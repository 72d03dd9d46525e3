//! Per-layer binding state.
//!
//! Each of the four layers owns one slot behind its own lock, so provisioning
//! one layer never waits on a draw of another. A draw checks the surface out
//! of its slot for the duration of encoding and checks it back in afterwards;
//! the slot generation tells the check-in whether the binding changed in the
//! meantime.

use std::sync::{Arc, Mutex, MutexGuard};

use canvas_protocol::Layer;

use crate::device::GraphicsDevice;

#[derive(Debug, Clone, Copy, PartialEq, Eq)]
pub enum LayerState {
    Unprovisioned,
    Bound,
    Stale,
}

#[derive(Debug, Clone, Copy, PartialEq, Eq)]
pub enum LayerPhase {
    Idle,
    Encoding,
    Submitted,
}

#[derive(Debug, Clone, Copy, PartialEq, Eq)]
pub struct LayerStatus {
    pub layer: Layer,
    pub state: LayerState,
    pub phase: LayerPhase,
    pub total_frames_submitted: u64,
    /// Changes every time the layer is bound or invalidated.
    pub surface_generation: u64,
}

struct LayerSlot<D: GraphicsDevice> {
    state: LayerState,
    phase: LayerPhase,
    surface: Option<D::Surface>,
    resources: Option<D::SurfaceResources>,
    pipeline: Option<Arc<D::Pipeline>>,
    generation: u64,
    total_frames_submitted: u64,
}

impl<D: GraphicsDevice> LayerSlot<D> {
    fn new() -> Self {
        Self {
            state: LayerState::Unprovisioned,
            phase: LayerPhase::Idle,
            surface: None,
            resources: None,
            pipeline: None,
            generation: 0,
            total_frames_submitted: 0,
        }
    }

    fn next_generation(&mut self) {
        self.generation = self
            .generation
            .checked_add(1)
            .expect("layer surface generation overflow");
    }
}

pub(crate) struct LayerCheckout<D: GraphicsDevice> {
    pub(crate) layer: Layer,
    pub(crate) generation: u64,
    pub(crate) surface: D::Surface,
    pub(crate) resources: D::SurfaceResources,
    pub(crate) pipeline: Arc<D::Pipeline>,
}

#[derive(Debug, Clone, Copy, PartialEq, Eq)]
pub(crate) enum CheckoutError {
    NotReady(LayerState),
    Busy,
}

#[derive(Debug, Clone, Copy, PartialEq, Eq)]
pub(crate) enum CheckinOutcome {
    Submitted,
    Failed,
    SurfaceStale,
}

pub struct LayerRegistry<D: GraphicsDevice> {
    slots: [Mutex<LayerSlot<D>>; 4],
}

impl<D: GraphicsDevice> Default for LayerRegistry<D> {
    fn default() -> Self {
        Self::new()
    }
}

impl<D: GraphicsDevice> LayerRegistry<D> {
    pub fn new() -> Self {
        Self {
            slots: std::array::from_fn(|_| Mutex::new(LayerSlot::new())),
        }
    }

    fn slot(&self, layer: Layer) -> MutexGuard<'_, LayerSlot<D>> {
        self.slots[layer.index()]
            .lock()
            .unwrap_or_else(|_| panic!("{layer} layer slot lock poisoned"))
    }

    pub fn state(&self, layer: Layer) -> LayerState {
        self.slot(layer).state
    }

    pub fn status(&self, layer: Layer) -> LayerStatus {
        let slot = self.slot(layer);
        LayerStatus {
            layer,
            state: slot.state,
            phase: slot.phase,
            total_frames_submitted: slot.total_frames_submitted,
            surface_generation: slot.generation,
        }
    }

    pub fn bound_layers(&self) -> Vec<Layer> {
        Layer::ALL
            .into_iter()
            .filter(|layer| self.state(*layer) == LayerState::Bound)
            .collect()
    }

    pub(crate) fn cached_pipeline(&self, layer: Layer) -> Option<Arc<D::Pipeline>> {
        self.slot(layer).pipeline.clone()
    }

    /// Replaces the layer's binding. A draw still encoding against the old
    /// surface finishes, then drops it at check-in.
    pub(crate) fn bind(
        &self,
        layer: Layer,
        surface: D::Surface,
        pipeline: Arc<D::Pipeline>,
        resources: D::SurfaceResources,
    ) -> u64 {
        let mut slot = self.slot(layer);
        slot.surface = Some(surface);
        slot.resources = Some(resources);
        slot.pipeline = Some(pipeline);
        slot.state = LayerState::Bound;
        slot.next_generation();
        slot.generation
    }

    /// Moves a bound layer to `Stale`, releasing its surface. The compiled
    /// pipeline is kept for the next provisioning.
    pub(crate) fn invalidate(&self, layer: Layer) -> bool {
        let mut slot = self.slot(layer);
        if slot.state != LayerState::Bound {
            return false;
        }
        slot.state = LayerState::Stale;
        slot.surface = None;
        slot.resources = None;
        slot.next_generation();
        true
    }

    pub(crate) fn checkout(&self, layer: Layer) -> Result<LayerCheckout<D>, CheckoutError> {
        let mut slot = self.slot(layer);
        if slot.state != LayerState::Bound {
            return Err(CheckoutError::NotReady(slot.state));
        }
        if slot.phase != LayerPhase::Idle {
            return Err(CheckoutError::Busy);
        }
        let (Some(surface), Some(resources), Some(pipeline)) = (
            slot.surface.take(),
            slot.resources.take(),
            slot.pipeline.clone(),
        ) else {
            panic!("{layer} layer is bound without surface, resources and pipeline");
        };
        slot.phase = LayerPhase::Encoding;
        Ok(LayerCheckout {
            layer,
            generation: slot.generation,
            surface,
            resources,
            pipeline,
        })
    }

    pub(crate) fn mark_submitted(&self, layer: Layer) {
        let mut slot = self.slot(layer);
        debug_assert_eq!(slot.phase, LayerPhase::Encoding);
        slot.phase = LayerPhase::Submitted;
    }

    /// Returns the surface to its slot and the layer to `Idle`. A surface the
    /// slot no longer owns (rebound or invalidated meanwhile) is dropped.
    pub(crate) fn checkin(&self, checkout: LayerCheckout<D>, outcome: CheckinOutcome) {
        let LayerCheckout {
            layer,
            generation,
            surface,
            resources,
            pipeline: _,
        } = checkout;
        let mut slot = self.slot(layer);
        slot.phase = LayerPhase::Idle;
        if outcome == CheckinOutcome::Submitted {
            slot.total_frames_submitted = slot
                .total_frames_submitted
                .checked_add(1)
                .expect("layer frame counter overflow");
        }
        if slot.generation != generation {
            return;
        }
        if outcome == CheckinOutcome::SurfaceStale {
            slot.state = LayerState::Stale;
            slot.next_generation();
            return;
        }
        slot.surface = Some(surface);
        slot.resources = Some(resources);
    }
}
◇ ◇ ◇ ◇ ◇
▶ TASK PROMPT:
Using the data above, show each line where "None" occurs.

▶ OUTPUT FOR THIS EXERCISE:
            surface: None,
            resources: None,
            pipeline: None,
        slot.surface = None;
        slot.resources = None;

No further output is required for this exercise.